3.2. Complexity Analysis

In this section, the time complexity of the proposed behavior recognition system is calculated and compared with that of the general one. For general behavior recognition systems, the object detection stage adopts a CNN-based method to find the features of the target object. The complexity of CNN is mainly caused by the convolution operation, the number of kernels, and the memory access [35]. The number of convolution operations per input grows quadratically with an increased kernel size. Accordingly, the complexity of d convolution layers can be estimated as

O ((\sum_{i = 1}^{d} C_{i - 1} \times S_{i}^{2} \times F_{i} \times M_{i}^{2}) \times l \times e),

(11)

where C_i−₁ is the number of input channels of layer i, S_i is the spatial size of the filter, F_i is the number of filters of layer i, M_i is the spatial size of the output feature map for layer i, l is the input length, and e is the number of epochs. In the object tracking stage, some general systems, such as SORT or Deep SORT, use the advanced technique, to facilitate behavior recognition. In Deep SORT, the Kalman Filter and Hungarian Algorithm are two primary components used to obtain the spatial track from the object detection results. According to the work reported in [36], the complexity of the Kalman Filter in an iteration is given by

O (9 \times H^{2.367} + 10 \times H^{2} + 5 \times H),

(12)

where H is the state size in the Kalman Filter. For the Hungarian Algorithm, its complexity was proved to be strongly polynomial, O(n⁴) [37], while Edmonds and Karp presented a faster version of the algorithm to achieve a running time of O(n³) [38].
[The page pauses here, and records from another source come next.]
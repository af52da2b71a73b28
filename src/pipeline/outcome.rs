//! Pipeline states and caller-facing outcomes.

use serde::Serialize;
use serde_json::{json, Value};

/// Stage reached by a start request.
#[derive(Debug, Clone, Copy, PartialEq, Eq, Serialize)]
#[serde(rename_all = "SCREAMING_SNAKE_CASE")]
pub enum PipelineState {
    Received,
    ValidatingCollateral,
    RejectedInvalidCollateral,
    LookupFailure,
    MatchingAddress,
    RejectedNoAddressMatch,
    Signing,
    Signed,
    Broadcasting,
    BroadcastSuccess,
    BroadcastFailure,
    InternalError,
}

impl PipelineState {
    pub fn as_str(&self) -> &'static str {
        match self {
            PipelineState::Received => "RECEIVED",
            PipelineState::ValidatingCollateral => "VALIDATING_COLLATERAL",
            PipelineState::RejectedInvalidCollateral => "REJECTED_INVALID_COLLATERAL",
            PipelineState::LookupFailure => "LOOKUP_FAILURE",
            PipelineState::MatchingAddress => "MATCHING_ADDRESS",
            PipelineState::RejectedNoAddressMatch => "REJECTED_NO_ADDRESS_MATCH",
            PipelineState::Signing => "SIGNING",
            PipelineState::Signed => "SIGNED",
            PipelineState::Broadcasting => "BROADCASTING",
            PipelineState::BroadcastSuccess => "BROADCAST_SUCCESS",
            PipelineState::BroadcastFailure => "BROADCAST_FAILURE",
            PipelineState::InternalError => "INTERNAL_ERROR",
        }
    }

    pub fn is_terminal(&self) -> bool {
        matches!(
            self,
            PipelineState::RejectedInvalidCollateral
                | PipelineState::LookupFailure
                | PipelineState::RejectedNoAddressMatch
                | PipelineState::BroadcastSuccess
                | PipelineState::BroadcastFailure
                | PipelineState::InternalError
        )
    }
}

impl std::fmt::Display for PipelineState {
    fn fmt(&self, f: &mut std::fmt::Formatter<'_>) -> std::fmt::Result {
        f.write_str(self.as_str())
    }
}

/// Result of one start request.
///
/// Rejections are client-correctable, failures are transient or
/// infrastructure problems, internal errors are bugs or bad local state.
#[derive(Debug, Clone, PartialEq)]
pub enum StartOutcome {
    /// The daemon answered. `accepted` is false when it reported an error.
    Broadcast {
        accepted: bool,
        txid: String,
        profile: String,
        payload: Value,
    },
    Rejected {
        state: PipelineState,
        code: &'static str,
        message: String,
    },
    Failed {
        state: PipelineState,
        message: String,
        circuit_open: bool,
    },
    Internal {
        message: String,
    },
}

impl StartOutcome {
    pub fn state(&self) -> PipelineState {
        match self {
            StartOutcome::Broadcast { accepted: true, .. } => PipelineState::BroadcastSuccess,
            StartOutcome::Broadcast { accepted: false, .. } => PipelineState::BroadcastFailure,
            StartOutcome::Rejected { state, .. } | StartOutcome::Failed { state, .. } => *state,
            StartOutcome::Internal { .. } => PipelineState::InternalError,
        }
    }

    pub fn is_success(&self) -> bool {
        self.state() == PipelineState::BroadcastSuccess
    }

    /// Reason code for rejections.
    pub fn code(&self) -> Option<&'static str> {
        match self {
            StartOutcome::Rejected { code, .. } => Some(*code),
            _ => None,
        }
    }

    /// JSON body describing the outcome. Daemon replies are returned verbatim.
    pub fn to_json(&self) -> Value {
        match self {
            StartOutcome::Broadcast { payload, .. } => payload.clone(),
            StartOutcome::Rejected {
                state,
                code,
                message,
            } => json!({
                "status": "error",
                "state": state,
                "code": code,
                "error": message,
            }),
            StartOutcome::Failed { state, message, .. } => json!({
                "status": "error",
                "state": state,
                "error": message,
            }),
            StartOutcome::Internal { message } => json!({
                "status": "error",
                "state": PipelineState::InternalError,
                "error": message,
            }),
        }
    }
}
In the behavior recognition stage, LSTM is considered a popular method of identifying user behavior based on sequential spatial data. The traditional LSTM contains memory blocks in the recurrent hidden layer, and each block is controlled by memory cells, gates, and peephole connections. Among LSTM gates, an input gate controls the flow of input into the memory cell, an output gate controls the present flow of output (i.e., weight) into the LSTM network, and a forget gate can reset the cell state. The peephole connection records the timing of output by linking gates in the same block. The idea behind LSTM is to allow temporal information to persist or be forgotten in its internal state. Generally, LSTM can be trained using the Back Propagation Through Time (BPTT) technique. For each time step, LSTM requires O(1) per weight to obtain its computational results [28,39]. Denote w as the number of weights and the total complexity of LSTM becomes:

O (w \times l \times e) .

(13)

In the proposed three-stage behavior recognition process, the object detection stage employs CNN-based Yolov4-tiny and obtains the same time complexity as (10). As shown in Equation (5), the status classification stage calculates the distance between two positions twice, and its complexity can be O(1) based on the fact that the input size of the distance formula is fixed to two in each time step. Note that the advanced object tracking technique in general behavior recognition systems also involves distance computation, and the corresponding complexity can be ignored when compared to the large amount of computation contributed by the Kalman Filter and Hungarian Algorithm. Finally, the proposed SCQ performs an enqueue/dequeue operation or empties the queue in each time step, and its complexity is O(1) accordingly. From the statistics from the experiment results, the three-stage behavior recognition process conducted for bed-exit monitoring can operate in NX at an average frame rate of 34.65 frames per second. An average value of 35.88 fps is attained when only the object detection stage operates. Consequently, the performance gap caused by the complexity of the status classification stage and the behavior recognition stage is 1.23 fps on average.

4. Discussion

This paper aims to establish an image-based behavior recognition system in a real-world ward to identify bed-related behaviors when dealing with practical issues such as fast deployment and system maintenance. This means that for a typical behavior recognition process, its data training and computational cost need to be limited so as to realize the bed-exit system on an embedded system. In order to achieve efficiency, images are captured with a narrow field of view to obtain a simple scene for behavior recognition. Furthermore, a simplified three-stage behavior recognition process is presented to ensure recognition effectiveness: (1) in stage 1, multi-object detection based on Yolov4-tiny is conducted to enhance the detection performance when using a narrow field of view; (2) in stage 2, the changes in object position are classified into different statuses to achieve simple object tracking; and (3) a queue-based behavior recognition approach, namely SCQ, is proposed in stage 3 to deal with the problems associated with a narrow field of view, such as discontinuous and abrupt position changes, by means of keeping the memories of object tracking statuses.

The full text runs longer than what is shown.